* Exercise *
Each line of the entries, from the first to the line containing "fn id(&self) -> &str;", is to be transcribed exactly as it stands; include no other lines.

═════ Records for the task

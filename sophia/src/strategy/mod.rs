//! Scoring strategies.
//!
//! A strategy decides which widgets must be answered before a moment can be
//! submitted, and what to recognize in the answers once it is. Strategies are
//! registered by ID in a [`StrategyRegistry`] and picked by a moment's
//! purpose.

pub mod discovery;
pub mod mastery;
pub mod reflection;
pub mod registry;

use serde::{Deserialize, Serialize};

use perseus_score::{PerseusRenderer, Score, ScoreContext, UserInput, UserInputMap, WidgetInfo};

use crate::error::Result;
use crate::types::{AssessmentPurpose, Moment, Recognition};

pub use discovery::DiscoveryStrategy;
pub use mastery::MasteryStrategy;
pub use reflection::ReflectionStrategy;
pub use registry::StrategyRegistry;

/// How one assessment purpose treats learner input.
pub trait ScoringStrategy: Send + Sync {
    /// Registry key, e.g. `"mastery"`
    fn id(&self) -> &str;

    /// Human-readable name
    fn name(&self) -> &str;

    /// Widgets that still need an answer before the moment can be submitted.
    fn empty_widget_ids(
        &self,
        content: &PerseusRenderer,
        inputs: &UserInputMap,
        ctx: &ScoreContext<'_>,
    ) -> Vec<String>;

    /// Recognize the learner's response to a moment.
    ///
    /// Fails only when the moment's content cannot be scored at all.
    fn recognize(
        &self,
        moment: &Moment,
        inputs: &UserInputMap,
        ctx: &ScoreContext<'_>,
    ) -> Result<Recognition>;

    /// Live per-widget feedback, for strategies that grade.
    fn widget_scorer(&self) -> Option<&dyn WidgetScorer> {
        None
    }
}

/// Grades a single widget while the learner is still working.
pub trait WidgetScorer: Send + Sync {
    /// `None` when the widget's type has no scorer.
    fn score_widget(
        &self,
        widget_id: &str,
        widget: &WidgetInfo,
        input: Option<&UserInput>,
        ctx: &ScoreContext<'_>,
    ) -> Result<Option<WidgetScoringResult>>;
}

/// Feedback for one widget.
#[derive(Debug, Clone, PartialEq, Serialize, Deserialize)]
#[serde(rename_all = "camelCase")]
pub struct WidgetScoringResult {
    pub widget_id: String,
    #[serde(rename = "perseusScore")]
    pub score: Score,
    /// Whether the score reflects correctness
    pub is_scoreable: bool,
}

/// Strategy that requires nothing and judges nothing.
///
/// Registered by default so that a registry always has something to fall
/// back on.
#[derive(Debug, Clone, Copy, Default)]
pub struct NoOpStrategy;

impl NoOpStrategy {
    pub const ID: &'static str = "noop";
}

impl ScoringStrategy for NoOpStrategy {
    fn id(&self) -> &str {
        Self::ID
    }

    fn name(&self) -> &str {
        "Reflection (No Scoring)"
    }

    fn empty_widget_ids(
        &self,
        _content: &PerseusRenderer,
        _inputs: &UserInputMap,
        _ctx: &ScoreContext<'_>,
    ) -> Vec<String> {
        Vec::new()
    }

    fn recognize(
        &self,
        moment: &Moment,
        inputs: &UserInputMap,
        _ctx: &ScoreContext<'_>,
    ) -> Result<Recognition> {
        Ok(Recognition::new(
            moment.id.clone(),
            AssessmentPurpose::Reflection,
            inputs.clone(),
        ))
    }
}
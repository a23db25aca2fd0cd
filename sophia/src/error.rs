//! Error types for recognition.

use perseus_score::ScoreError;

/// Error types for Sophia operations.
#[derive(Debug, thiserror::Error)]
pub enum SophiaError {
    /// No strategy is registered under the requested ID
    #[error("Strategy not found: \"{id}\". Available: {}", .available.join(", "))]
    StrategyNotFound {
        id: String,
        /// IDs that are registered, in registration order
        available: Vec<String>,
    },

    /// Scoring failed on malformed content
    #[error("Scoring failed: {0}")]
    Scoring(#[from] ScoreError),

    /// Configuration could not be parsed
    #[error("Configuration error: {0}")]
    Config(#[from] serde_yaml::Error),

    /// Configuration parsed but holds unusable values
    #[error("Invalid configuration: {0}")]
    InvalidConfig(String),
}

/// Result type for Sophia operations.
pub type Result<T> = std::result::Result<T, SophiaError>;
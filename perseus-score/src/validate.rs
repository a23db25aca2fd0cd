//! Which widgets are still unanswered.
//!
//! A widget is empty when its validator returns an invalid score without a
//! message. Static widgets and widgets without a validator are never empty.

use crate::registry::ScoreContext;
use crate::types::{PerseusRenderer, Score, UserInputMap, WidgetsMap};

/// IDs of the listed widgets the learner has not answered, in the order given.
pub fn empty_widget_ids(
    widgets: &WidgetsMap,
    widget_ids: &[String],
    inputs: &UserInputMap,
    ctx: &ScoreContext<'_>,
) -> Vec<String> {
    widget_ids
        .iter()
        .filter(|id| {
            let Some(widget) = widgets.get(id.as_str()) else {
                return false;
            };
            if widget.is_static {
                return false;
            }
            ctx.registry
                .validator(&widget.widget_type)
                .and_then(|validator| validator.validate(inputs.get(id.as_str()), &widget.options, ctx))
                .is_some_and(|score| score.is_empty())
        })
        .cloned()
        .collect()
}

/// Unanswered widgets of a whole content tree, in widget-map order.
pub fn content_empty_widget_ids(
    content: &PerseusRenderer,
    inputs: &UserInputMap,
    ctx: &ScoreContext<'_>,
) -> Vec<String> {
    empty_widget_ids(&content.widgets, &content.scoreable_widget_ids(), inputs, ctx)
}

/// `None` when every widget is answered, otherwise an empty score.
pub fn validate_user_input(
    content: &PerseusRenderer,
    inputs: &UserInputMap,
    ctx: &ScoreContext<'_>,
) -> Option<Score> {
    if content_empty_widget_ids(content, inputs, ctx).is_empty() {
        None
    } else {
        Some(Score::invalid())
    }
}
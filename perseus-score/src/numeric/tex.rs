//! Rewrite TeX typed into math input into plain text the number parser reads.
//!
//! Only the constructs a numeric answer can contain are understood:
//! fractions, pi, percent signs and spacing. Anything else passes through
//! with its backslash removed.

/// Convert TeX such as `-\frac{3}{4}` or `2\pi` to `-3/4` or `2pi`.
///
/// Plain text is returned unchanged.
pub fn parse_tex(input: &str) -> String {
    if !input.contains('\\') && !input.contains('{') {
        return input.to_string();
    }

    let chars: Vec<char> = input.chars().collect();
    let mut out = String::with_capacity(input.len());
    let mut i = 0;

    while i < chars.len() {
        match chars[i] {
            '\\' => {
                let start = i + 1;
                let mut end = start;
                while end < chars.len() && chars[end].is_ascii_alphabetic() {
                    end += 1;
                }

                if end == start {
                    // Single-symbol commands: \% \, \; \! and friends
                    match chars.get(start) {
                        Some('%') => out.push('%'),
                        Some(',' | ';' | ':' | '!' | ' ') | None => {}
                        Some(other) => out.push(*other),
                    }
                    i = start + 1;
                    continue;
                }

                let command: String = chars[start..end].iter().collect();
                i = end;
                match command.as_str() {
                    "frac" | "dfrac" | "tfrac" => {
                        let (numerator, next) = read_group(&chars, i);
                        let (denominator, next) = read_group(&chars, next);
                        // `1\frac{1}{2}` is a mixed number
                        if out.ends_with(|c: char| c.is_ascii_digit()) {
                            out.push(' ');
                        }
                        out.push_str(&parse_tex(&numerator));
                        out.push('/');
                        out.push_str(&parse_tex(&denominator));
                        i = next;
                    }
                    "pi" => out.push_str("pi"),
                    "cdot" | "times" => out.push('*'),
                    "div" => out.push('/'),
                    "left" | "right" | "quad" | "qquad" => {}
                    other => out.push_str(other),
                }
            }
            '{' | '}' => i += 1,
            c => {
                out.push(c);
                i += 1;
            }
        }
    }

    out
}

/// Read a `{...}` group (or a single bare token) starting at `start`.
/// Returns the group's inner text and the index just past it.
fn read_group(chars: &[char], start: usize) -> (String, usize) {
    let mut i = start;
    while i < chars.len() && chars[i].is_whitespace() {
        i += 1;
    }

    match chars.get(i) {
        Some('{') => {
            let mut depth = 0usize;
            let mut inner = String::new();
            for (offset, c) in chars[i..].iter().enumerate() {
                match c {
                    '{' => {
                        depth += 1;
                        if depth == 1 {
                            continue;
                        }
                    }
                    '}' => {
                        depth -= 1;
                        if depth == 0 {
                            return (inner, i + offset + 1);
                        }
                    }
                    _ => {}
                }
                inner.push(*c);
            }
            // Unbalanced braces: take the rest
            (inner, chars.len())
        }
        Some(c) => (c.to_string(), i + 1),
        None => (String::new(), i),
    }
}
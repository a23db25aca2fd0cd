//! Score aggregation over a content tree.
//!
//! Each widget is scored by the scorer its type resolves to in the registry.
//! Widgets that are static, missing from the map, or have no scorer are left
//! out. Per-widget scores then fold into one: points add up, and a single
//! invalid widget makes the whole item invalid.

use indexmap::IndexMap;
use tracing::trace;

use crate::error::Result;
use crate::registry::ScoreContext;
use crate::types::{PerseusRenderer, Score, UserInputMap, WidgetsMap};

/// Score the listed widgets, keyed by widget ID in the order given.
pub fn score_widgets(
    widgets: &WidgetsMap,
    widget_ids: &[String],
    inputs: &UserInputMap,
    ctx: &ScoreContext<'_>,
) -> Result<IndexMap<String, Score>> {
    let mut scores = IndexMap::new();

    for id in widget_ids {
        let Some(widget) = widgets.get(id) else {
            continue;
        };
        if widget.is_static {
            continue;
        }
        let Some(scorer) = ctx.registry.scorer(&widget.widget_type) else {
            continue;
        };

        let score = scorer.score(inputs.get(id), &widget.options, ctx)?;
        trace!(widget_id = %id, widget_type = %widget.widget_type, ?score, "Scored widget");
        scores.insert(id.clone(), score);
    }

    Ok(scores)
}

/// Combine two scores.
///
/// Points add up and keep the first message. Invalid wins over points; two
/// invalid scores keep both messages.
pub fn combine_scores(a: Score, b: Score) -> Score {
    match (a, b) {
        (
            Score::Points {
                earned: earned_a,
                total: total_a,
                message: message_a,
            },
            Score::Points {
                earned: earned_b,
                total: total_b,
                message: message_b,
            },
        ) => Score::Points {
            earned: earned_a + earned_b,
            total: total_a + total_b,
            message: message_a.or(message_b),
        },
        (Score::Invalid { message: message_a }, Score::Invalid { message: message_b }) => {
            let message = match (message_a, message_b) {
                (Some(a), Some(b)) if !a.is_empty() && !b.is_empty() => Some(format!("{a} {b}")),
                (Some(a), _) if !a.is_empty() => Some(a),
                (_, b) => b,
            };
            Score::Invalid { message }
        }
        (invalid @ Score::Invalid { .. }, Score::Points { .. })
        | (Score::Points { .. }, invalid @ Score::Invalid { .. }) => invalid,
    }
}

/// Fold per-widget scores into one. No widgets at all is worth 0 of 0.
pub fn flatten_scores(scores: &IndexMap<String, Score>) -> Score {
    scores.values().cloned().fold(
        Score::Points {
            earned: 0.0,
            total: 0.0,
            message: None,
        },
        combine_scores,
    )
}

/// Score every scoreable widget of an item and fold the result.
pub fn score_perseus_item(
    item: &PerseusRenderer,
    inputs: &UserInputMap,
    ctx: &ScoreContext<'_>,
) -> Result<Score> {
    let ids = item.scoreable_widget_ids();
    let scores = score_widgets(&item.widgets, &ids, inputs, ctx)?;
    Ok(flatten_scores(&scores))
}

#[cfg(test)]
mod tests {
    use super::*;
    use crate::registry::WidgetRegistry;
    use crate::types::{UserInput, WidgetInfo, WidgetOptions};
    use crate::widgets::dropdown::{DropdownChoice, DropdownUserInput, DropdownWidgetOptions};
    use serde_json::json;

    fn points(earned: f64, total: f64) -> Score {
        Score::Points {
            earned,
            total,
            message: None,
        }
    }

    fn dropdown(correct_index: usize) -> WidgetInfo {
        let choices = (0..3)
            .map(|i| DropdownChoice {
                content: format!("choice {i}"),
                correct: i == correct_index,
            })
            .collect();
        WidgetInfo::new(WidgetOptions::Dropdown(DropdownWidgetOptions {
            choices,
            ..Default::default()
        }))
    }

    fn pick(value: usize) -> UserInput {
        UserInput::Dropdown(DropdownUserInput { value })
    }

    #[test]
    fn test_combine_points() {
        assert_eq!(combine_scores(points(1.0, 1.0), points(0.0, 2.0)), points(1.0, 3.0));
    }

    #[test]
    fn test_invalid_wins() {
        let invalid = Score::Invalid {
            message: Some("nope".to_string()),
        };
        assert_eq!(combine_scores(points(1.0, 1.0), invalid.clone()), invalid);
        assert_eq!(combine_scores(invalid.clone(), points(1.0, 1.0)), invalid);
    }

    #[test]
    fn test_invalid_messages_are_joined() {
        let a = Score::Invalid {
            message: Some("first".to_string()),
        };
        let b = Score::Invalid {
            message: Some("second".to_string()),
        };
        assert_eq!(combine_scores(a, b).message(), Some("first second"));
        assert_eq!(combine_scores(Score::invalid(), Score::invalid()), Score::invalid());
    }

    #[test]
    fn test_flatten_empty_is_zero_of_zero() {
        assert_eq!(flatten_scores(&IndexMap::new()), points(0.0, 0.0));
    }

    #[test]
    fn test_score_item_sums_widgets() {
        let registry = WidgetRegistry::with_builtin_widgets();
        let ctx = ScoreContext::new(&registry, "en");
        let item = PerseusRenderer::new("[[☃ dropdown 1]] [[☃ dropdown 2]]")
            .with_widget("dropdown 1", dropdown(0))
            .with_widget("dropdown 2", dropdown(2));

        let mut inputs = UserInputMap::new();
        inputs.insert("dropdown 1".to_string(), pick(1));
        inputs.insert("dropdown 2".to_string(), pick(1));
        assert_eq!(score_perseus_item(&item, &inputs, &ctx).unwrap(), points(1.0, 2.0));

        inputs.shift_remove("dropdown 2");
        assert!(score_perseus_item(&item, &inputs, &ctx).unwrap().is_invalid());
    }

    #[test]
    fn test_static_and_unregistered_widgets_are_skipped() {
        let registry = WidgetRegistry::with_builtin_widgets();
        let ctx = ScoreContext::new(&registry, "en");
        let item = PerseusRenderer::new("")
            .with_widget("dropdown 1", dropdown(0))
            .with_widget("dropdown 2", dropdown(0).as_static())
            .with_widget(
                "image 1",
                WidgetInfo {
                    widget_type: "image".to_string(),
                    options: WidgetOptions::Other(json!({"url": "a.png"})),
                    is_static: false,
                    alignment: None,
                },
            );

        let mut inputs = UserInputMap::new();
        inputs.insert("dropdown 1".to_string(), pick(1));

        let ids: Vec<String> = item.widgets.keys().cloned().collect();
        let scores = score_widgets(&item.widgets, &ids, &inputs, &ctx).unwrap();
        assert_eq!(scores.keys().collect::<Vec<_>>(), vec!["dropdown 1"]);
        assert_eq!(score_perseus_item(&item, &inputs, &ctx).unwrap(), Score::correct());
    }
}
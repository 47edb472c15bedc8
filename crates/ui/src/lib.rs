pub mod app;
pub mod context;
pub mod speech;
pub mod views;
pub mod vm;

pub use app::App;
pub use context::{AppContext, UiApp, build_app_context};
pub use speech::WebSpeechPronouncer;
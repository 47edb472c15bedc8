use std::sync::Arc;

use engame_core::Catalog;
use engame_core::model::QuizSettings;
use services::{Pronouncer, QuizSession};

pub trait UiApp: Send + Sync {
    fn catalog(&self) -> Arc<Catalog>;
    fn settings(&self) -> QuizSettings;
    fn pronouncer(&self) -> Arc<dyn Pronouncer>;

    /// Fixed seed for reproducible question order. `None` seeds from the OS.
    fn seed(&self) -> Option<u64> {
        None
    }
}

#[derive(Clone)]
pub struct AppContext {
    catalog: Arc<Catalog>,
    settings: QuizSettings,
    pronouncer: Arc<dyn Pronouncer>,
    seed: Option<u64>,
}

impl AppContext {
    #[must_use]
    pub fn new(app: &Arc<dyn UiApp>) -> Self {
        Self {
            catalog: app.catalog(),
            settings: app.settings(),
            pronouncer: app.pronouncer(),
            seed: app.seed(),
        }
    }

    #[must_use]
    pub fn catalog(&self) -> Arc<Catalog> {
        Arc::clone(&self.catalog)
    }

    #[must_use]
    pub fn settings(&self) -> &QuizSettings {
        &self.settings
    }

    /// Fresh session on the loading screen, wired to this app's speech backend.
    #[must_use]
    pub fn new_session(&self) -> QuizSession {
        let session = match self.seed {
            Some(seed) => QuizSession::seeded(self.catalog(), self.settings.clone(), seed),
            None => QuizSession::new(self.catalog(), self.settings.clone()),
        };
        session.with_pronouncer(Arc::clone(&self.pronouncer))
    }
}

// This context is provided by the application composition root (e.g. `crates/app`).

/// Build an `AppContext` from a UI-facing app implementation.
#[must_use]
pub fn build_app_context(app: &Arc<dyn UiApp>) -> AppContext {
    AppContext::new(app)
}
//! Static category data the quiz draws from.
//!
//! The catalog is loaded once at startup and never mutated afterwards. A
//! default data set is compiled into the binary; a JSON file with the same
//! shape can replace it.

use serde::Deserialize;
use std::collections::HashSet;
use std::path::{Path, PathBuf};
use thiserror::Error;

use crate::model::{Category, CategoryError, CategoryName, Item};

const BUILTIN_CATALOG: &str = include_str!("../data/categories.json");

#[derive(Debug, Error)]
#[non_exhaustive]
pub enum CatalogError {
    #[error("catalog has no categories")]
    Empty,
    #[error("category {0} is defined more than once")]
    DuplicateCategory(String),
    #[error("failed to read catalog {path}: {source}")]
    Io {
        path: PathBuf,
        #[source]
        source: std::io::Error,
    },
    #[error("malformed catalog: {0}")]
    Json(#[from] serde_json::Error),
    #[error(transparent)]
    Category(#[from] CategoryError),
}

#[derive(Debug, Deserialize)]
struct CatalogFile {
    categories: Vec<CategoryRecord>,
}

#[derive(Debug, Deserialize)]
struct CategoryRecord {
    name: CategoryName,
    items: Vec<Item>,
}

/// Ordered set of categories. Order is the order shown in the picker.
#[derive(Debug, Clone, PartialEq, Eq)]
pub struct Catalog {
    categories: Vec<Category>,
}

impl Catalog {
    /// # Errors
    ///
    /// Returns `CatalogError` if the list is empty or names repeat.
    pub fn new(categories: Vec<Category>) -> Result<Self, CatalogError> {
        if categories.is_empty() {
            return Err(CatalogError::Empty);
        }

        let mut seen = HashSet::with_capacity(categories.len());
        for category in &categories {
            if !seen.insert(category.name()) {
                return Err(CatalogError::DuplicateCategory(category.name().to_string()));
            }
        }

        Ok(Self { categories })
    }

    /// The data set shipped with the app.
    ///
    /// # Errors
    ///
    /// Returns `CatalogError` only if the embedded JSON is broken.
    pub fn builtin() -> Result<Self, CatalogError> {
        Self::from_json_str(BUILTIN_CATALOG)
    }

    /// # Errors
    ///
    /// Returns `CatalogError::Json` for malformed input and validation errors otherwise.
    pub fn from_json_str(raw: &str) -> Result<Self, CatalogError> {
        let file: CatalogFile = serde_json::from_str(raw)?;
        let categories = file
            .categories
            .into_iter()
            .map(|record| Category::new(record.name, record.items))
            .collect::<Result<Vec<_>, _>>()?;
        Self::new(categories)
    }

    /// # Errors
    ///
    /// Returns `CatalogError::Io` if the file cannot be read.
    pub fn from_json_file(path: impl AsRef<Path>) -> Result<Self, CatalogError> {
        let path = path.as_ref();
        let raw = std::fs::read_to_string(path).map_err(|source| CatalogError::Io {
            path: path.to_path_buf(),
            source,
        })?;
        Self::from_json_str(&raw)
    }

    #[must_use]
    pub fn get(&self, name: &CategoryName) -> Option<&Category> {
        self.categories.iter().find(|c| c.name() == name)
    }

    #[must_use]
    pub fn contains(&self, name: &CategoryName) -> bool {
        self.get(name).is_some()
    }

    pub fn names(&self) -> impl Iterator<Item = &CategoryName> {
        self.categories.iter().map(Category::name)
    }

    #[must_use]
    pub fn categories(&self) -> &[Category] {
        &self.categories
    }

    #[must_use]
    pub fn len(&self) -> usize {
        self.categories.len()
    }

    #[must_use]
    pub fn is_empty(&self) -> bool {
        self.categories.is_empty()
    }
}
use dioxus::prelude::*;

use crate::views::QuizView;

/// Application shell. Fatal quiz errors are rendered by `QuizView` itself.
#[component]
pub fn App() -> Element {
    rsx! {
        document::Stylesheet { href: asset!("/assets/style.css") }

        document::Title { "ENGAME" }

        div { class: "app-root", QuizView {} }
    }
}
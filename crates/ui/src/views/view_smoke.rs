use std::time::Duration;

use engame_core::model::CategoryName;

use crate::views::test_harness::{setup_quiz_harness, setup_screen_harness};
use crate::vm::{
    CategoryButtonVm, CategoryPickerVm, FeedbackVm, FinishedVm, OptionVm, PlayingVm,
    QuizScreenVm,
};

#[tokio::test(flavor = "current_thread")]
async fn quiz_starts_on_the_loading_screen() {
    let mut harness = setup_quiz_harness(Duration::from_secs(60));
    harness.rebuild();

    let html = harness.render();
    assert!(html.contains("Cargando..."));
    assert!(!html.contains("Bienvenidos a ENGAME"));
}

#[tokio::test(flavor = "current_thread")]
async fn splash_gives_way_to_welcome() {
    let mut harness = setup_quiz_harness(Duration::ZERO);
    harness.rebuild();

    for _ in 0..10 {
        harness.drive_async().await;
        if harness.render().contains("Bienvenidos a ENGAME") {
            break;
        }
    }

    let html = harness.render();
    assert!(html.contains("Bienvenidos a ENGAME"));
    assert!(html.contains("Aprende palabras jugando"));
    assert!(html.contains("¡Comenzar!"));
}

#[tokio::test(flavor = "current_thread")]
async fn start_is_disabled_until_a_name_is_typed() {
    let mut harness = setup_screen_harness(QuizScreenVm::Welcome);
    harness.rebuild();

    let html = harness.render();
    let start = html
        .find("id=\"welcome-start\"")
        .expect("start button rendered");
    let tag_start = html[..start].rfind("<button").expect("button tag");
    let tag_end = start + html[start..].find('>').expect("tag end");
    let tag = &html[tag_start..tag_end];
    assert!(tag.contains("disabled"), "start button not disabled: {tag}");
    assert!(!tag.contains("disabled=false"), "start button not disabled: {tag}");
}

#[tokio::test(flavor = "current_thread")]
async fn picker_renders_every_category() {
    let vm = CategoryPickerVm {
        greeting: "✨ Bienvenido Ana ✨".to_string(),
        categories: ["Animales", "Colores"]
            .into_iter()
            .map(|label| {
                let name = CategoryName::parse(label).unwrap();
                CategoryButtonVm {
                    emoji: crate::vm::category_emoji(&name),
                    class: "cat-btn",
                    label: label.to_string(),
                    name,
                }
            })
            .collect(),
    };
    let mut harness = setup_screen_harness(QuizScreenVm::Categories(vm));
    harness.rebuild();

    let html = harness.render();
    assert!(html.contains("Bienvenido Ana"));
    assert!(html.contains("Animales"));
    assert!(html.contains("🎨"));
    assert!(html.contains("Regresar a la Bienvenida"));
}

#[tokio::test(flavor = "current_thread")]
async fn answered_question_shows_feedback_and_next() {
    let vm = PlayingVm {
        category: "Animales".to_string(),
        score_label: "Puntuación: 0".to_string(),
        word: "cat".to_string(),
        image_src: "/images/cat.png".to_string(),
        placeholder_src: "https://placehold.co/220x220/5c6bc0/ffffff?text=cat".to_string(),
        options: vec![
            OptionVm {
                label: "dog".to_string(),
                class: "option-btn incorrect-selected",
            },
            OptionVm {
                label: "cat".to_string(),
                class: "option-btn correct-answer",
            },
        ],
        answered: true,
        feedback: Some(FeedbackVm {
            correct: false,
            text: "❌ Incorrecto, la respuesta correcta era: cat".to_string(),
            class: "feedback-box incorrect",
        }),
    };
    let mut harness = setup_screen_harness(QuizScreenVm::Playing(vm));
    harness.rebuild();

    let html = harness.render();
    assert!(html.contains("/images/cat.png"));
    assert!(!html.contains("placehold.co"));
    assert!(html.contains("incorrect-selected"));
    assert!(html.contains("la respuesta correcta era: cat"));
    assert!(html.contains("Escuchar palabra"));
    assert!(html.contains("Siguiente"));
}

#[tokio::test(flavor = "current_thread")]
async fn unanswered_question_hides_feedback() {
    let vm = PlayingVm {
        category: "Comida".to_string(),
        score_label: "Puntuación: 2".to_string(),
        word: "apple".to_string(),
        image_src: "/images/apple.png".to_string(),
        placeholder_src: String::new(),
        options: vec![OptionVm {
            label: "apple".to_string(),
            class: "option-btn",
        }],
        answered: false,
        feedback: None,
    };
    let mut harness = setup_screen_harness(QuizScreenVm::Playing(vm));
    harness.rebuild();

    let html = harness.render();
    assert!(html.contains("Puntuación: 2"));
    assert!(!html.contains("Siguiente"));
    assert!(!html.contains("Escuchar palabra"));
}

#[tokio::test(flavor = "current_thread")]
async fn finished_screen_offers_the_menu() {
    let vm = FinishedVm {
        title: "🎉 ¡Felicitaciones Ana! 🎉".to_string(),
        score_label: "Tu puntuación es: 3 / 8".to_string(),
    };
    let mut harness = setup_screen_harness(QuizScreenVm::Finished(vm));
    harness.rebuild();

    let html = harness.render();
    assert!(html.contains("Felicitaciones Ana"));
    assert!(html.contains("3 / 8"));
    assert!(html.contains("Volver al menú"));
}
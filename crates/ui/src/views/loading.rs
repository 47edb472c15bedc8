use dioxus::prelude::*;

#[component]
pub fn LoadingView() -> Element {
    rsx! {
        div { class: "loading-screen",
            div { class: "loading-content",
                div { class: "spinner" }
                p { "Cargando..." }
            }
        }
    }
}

══════════

* Answer for this exercise *
filename sophia/src/strategy/mod.rs
//! Scoring strategies.
//!
//! A strategy decides which widgets must be answered before a moment can be
//! submitted, and what to recognize in the answers once it is. Strategies are
//! registered by ID in a [`StrategyRegistry`] and picked by a moment's
//! purpose.

pub mod discovery;
pub mod mastery;
pub mod reflection;
pub mod registry;

use serde::{Deserialize, Serialize};

use perseus_score::{PerseusRenderer, Score, ScoreContext, UserInput, UserInputMap, WidgetInfo};

use crate::error::Result;
use crate::types::{AssessmentPurpose, Moment, Recognition};

pub use discovery::DiscoveryStrategy;
pub use mastery::MasteryStrategy;
pub use reflection::ReflectionStrategy;
pub use registry::StrategyRegistry;

/// How one assessment purpose treats learner input.
pub trait ScoringStrategy: Send + Sync {
    /// Registry key, e.g. `"mastery"`
    fn id(&self) -> &str;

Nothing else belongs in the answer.